"Archaeology is anthropology, or it is nothing," so the famous dictum goes. At the start of a new millennium, this seems more true than ever. Archaeology is taking on ever-wider responsibilities in its self-appointed task of arbitrating the past. In the past three decades, one could be forgiven for losing track of the many new kinds of archaeology that have appeared. The title and remit of the Journal of Social Archaeology ( JSA ) are evidence of how, perhaps more than any other discipline, archaeology has mirrored our consumerist passion for new ideas, re-branding and product identification.
In the 1960s and 1970s, archaeologists in the US and elsewhere increasingly adopted a positivist approach, often called the "new archaeology", that saw one knowable past, amenable to technological investigation - a more considered variety in Britain went under the name "processual archaeology". During the late 1970s and 1980s, a mainly British reaction set in, leading to what has loosely been called "post-processual archaeology". This more philosophical appraisal questioned the very nature and practice of archaeology, queried the status of apparently self-evident facts, and planted the notion - obvious and insidious by turns - that there are as many "pasts" as there are those in the present willing to create and believe in them.

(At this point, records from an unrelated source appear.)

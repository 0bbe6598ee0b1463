#![doc = include_str!("../README.md")]
//!
//! ## Technical Overview
//!
//! Streaming building blocks for uncompressed audio.
//!
//! ### Stream Model
//!
//! **Descriptor**: [`Speakers`](structs::speakers::Speakers) carries the sample
//! format, channel mask and sample rate of a stream.
//! **Unit**: [`Chunk`](structs::chunk::Chunk) is a borrowed view of either raw
//! bytes or per-channel linear samples.
//!
//! ### Channel Layout
//!
//! Up to six channels in canonical order: L, C, R, SL, SR, LFE. The position
//! of a channel in a chunk is its rank among the bits set in the mask.
//!
//! ### Sample Formats
//!
//! - Linear: normalised `f64`, nominal range `[-1, 1)`
//! - PCM 16/24/32 bit integers, little and big endian
//! - PCM 32 bit float and 64 bit double, little endian
//!
//! ## Quick Start
//!
//! Decode raw stereo PCM, downmix to mono and encode again:
//!
//! ```rust
//! use pcmflow::process::convert::Converter;
//! use pcmflow::process::mix::Mixer;
//! use pcmflow::process::source::RawSource;
//! use pcmflow::process::{FilterChain, FilterSource, Source};
//! use pcmflow::structs::speakers::{Format, MODE_MONO, MODE_STEREO, Speakers};
//!
//! let spk = Speakers::new(Format::Pcm16, MODE_STEREO, 48000);
//! let input: &[u8] = &[0x00, 0x40, 0x00, 0x40, 0x00, 0xC0, 0x00, 0xC0];
//! let source = RawSource::new(input, spk, 1024)?;
//!
//! let chain = FilterChain::new()
//!     .with(Converter::new(Format::Linear))
//!     .with(Mixer::new(MODE_MONO))
//!     .with(Converter::new(Format::Pcm16));
//! let mut stream = FilterSource::new(source, chain)?;
//!
//! let mut encoded = Vec::new();
//! loop {
//!     let chunk = stream.get_chunk()?;
//!     if let Some(bytes) = chunk.bytes() {
//!         encoded.extend_from_slice(bytes);
//!     }
//!     if chunk.eos {
//!         break;
//!     }
//! }
//! assert_eq!(stream.output().nch(), 1);
//! assert_eq!(encoded.len(), 4);
//! # Ok::<(), anyhow::Error>(())
//! ```

/// Streaming processing components.
///
/// 1. **Sources** ([`process::source`]): Raw PCM files and generated noise.
///
/// 2. **Conversion** ([`process::convert`]): Raw PCM to linear and back.
///
/// 3. **Mixing** ([`process::mix`]): Matrix mixing between channel layouts.
///
/// 4. **Convolution** ([`process::convolve`]): FIR kernels applied per channel.
///
/// 5. **Scanning** ([`process::scan`]): Byte-wise syncword detection.
///
/// 6. **Comparison** ([`process::compare`]): Bit-exact and statistical diffing.
pub mod process;

/// Data structures shared by the processing components.
///
/// - **Speakers** ([`structs::speakers`]): Stream format descriptor
/// - **Chunks** ([`structs::chunk`]): Borrowed audio data units
/// - **Matrices** ([`structs::matrix`]): Mixing coefficients and downmix rules
/// - **FIR kernels** ([`structs::fir`]): Kernel instances and generators
pub mod structs;

/// Utility functions and supporting infrastructure.
///
/// - **PCM codecs** ([`utils::pcm`]): Per-sample encode and decode
/// - **Error Handling** ([`utils::errors`]): Error types
pub mod utils;
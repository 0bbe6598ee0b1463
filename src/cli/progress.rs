use anyhow::Result;
use indicatif::{MultiProgress, ProgressBar, ProgressStyle};

/// Byte progress bar, or a spinner when the total is unknown.
pub fn create_progress_bar(
    multi: &MultiProgress,
    total_bytes: Option<u64>,
    message: &'static str,
) -> Result<ProgressBar> {
    let pb = if let Some(total) = total_bytes {
        let pb = multi.add(ProgressBar::new(total));
        pb.set_style(ProgressStyle::with_template(
            "{bar:40.cyan/blue} {bytes}/{total_bytes} ({percent}%)\n{msg} | elapsed: {elapsed_precise} | ETA: {eta_precise}",
        )?);
        pb
    } else {
        let pb = multi.add(ProgressBar::new_spinner());
        pb.set_style(ProgressStyle::with_template(
            "{spinner:.green} {bytes}\n{msg} | elapsed: {elapsed_precise}",
        )?);
        pb
    };
    pb.enable_steady_tick(std::time::Duration::from_millis(100));
    pb.set_message(message);
    Ok(pb)
}

/// Optional progress bar that ignores updates when disabled.
pub struct Progress(Option<ProgressBar>);

impl Progress {
    pub fn new(
        multi: Option<&MultiProgress>,
        total_bytes: Option<u64>,
        message: &'static str,
    ) -> Result<Self> {
        let pb = match multi {
            Some(multi) => Some(create_progress_bar(multi, total_bytes, message)?),
            None => None,
        };
        Ok(Self(pb))
    }

    pub fn inc(&self, bytes: u64) {
        if let Some(pb) = &self.0 {
            pb.inc(bytes);
        }
    }

    pub fn finish(&self, message: &'static str) {
        if let Some(pb) = &self.0 {
            pb.finish_with_message(message);
        }
    }
}
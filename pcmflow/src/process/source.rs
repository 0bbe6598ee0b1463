use std::fs::File;
use std::io::{BufReader, ErrorKind, Read};
use std::path::Path;

use anyhow::{Result, bail};
use arrayvec::ArrayVec;
use log::debug;
use rand::rngs::StdRng;
use rand::{Rng, RngCore, SeedableRng};

use crate::process::Source;
use crate::process::convert::linear_to_raw;
use crate::structs::chunk::{Chunk, Planes};
use crate::structs::speakers::{NCHANNELS, Sample, Speakers};
use crate::utils::errors::SourceError;

/// Headerless raw PCM stream read in fixed-size blocks.
///
/// The stream format cannot be detected and must be supplied by the caller.
/// Blocks are cut at byte granularity, so frames may straddle chunks.
pub struct RawSource<R> {
    reader: R,
    spk: Speakers,
    block: Vec<u8>,
    position: u64,
    eof: bool,
}

impl<R: Read> RawSource<R> {
    pub fn new(reader: R, spk: Speakers, block_size: usize) -> Result<Self> {
        if spk.format.is_linear() {
            bail!(SourceError::UnsupportedFormat(spk));
        }
        spk.validate()?;
        if block_size == 0 {
            bail!(SourceError::ZeroBlockSize);
        }

        Ok(Self {
            reader,
            spk,
            block: vec![0; block_size],
            position: 0,
            eof: false,
        })
    }

    /// Bytes read so far.
    pub fn position(&self) -> u64 {
        self.position
    }

    pub fn into_inner(self) -> R {
        self.reader
    }
}

impl RawSource<BufReader<File>> {
    pub fn open<P: AsRef<Path>>(path: P, spk: Speakers, block_size: usize) -> Result<Self> {
        let path = path.as_ref();
        let file = File::open(path).map_err(|source| SourceError::Open {
            path: path.display().to_string(),
            source,
        })?;
        debug!("Opened {} as {spk}", path.display());
        Self::new(BufReader::new(file), spk, block_size)
    }
}

impl<R: Read> Source for RawSource<R> {
    fn output(&self) -> Speakers {
        self.spk
    }

    fn is_empty(&self) -> bool {
        self.eof
    }

    fn get_chunk(&mut self) -> Result<Chunk<'_>> {
        let mut filled = 0;
        while !self.eof && filled < self.block.len() {
            match self.reader.read(&mut self.block[filled..]) {
                Ok(0) => self.eof = true,
                Ok(n) => filled += n,
                Err(e) if e.kind() == ErrorKind::Interrupted => continue,
                Err(source) => bail!(SourceError::Read {
                    position: self.position + filled as u64,
                    source,
                }),
            }
        }
        self.position += filled as u64;

        Ok(Chunk::raw(self.spk, &self.block[..filled]).with_eos(self.eof))
    }
}

/// Deterministic white noise of a fixed length.
///
/// Linear and float output is uniform in `[-1, 1)`; integer encodings get
/// uniformly random bytes. The same seed always produces the same stream.
pub struct NoiseSource {
    spk: Speakers,
    rng: StdRng,
    remaining: u64,
    block_frames: usize,
    linear: Vec<Sample>,
    raw: Vec<u8>,
}

impl NoiseSource {
    pub fn new(spk: Speakers, frames: u64, block_frames: usize, seed: u64) -> Result<Self> {
        spk.validate()?;
        if block_frames == 0 {
            bail!(SourceError::ZeroBlockSize);
        }

        Ok(Self {
            spk,
            rng: StdRng::seed_from_u64(seed),
            remaining: frames,
            block_frames,
            linear: Vec::new(),
            raw: Vec::new(),
        })
    }

    /// Frames still to be produced.
    pub fn remaining(&self) -> u64 {
        self.remaining
    }

    fn fill_linear(rng: &mut StdRng, buf: &mut [Sample]) {
        buf.iter_mut()
            .for_each(|sample| *sample = rng.gen_range(-1.0..1.0));
    }
}

impl Source for NoiseSource {
    fn output(&self) -> Speakers {
        self.spk
    }

    fn is_empty(&self) -> bool {
        self.remaining == 0
    }

    fn get_chunk(&mut self) -> Result<Chunk<'_>> {
        let frames = (self.block_frames as u64).min(self.remaining) as usize;
        self.remaining -= frames as u64;
        let eos = self.remaining == 0;
        if frames == 0 {
            return Ok(Chunk::dummy(self.spk).with_eos(eos));
        }

        let nch = self.spk.nch();
        let Some(frame_size) = self.spk.frame_size() else {
            self.linear.resize(frames * nch, 0.0);
            Self::fill_linear(&mut self.rng, &mut self.linear);
            let planes: Planes = self.linear.chunks_exact_mut(frames).collect();
            return Ok(Chunk::linear(self.spk, planes).with_eos(eos));
        };

        let len = frames * frame_size;
        self.raw.resize(len, 0);
        if self.spk.format.is_float() {
            self.linear.resize(frames * nch, 0.0);
            Self::fill_linear(&mut self.rng, &mut self.linear);
            let planes: ArrayVec<&[Sample], NCHANNELS> =
                self.linear.chunks_exact(frames).collect();
            linear_to_raw(self.spk.format, &planes, &mut self.raw, frames)?;
        } else {
            self.rng.fill_bytes(&mut self.raw);
        }
        Ok(Chunk::raw(self.spk, &self.raw).with_eos(eos))
    }
}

This creative turmoil has broadened the remit but divided and specialised the practice of archaeology. We now have historical archaeology, underwater archaeology, public archaeology, social archaeology and cognitive archaeology and the archaeologies of gender, nationalism, colonialism, Marxism and ethnicity. Most recently, we have archaeologies of the contemporary past and of 20th-century conflict. Archaeology has never looked more vibrant and connected, and yet so fragmented.
All of this reflects the truth of the opening quotation. Archaeology, however it diversifies, is a unique, time-sensitive investigation of our humanity through the material culture we and our ancestors have made. Given this, the new JSA has positioned itself at the crossroads where all archaeologies meet. If the objects of culture embody the worlds of their makers, then all are inherently social - as are the varied strategies and interpretive paradigms of those who study them.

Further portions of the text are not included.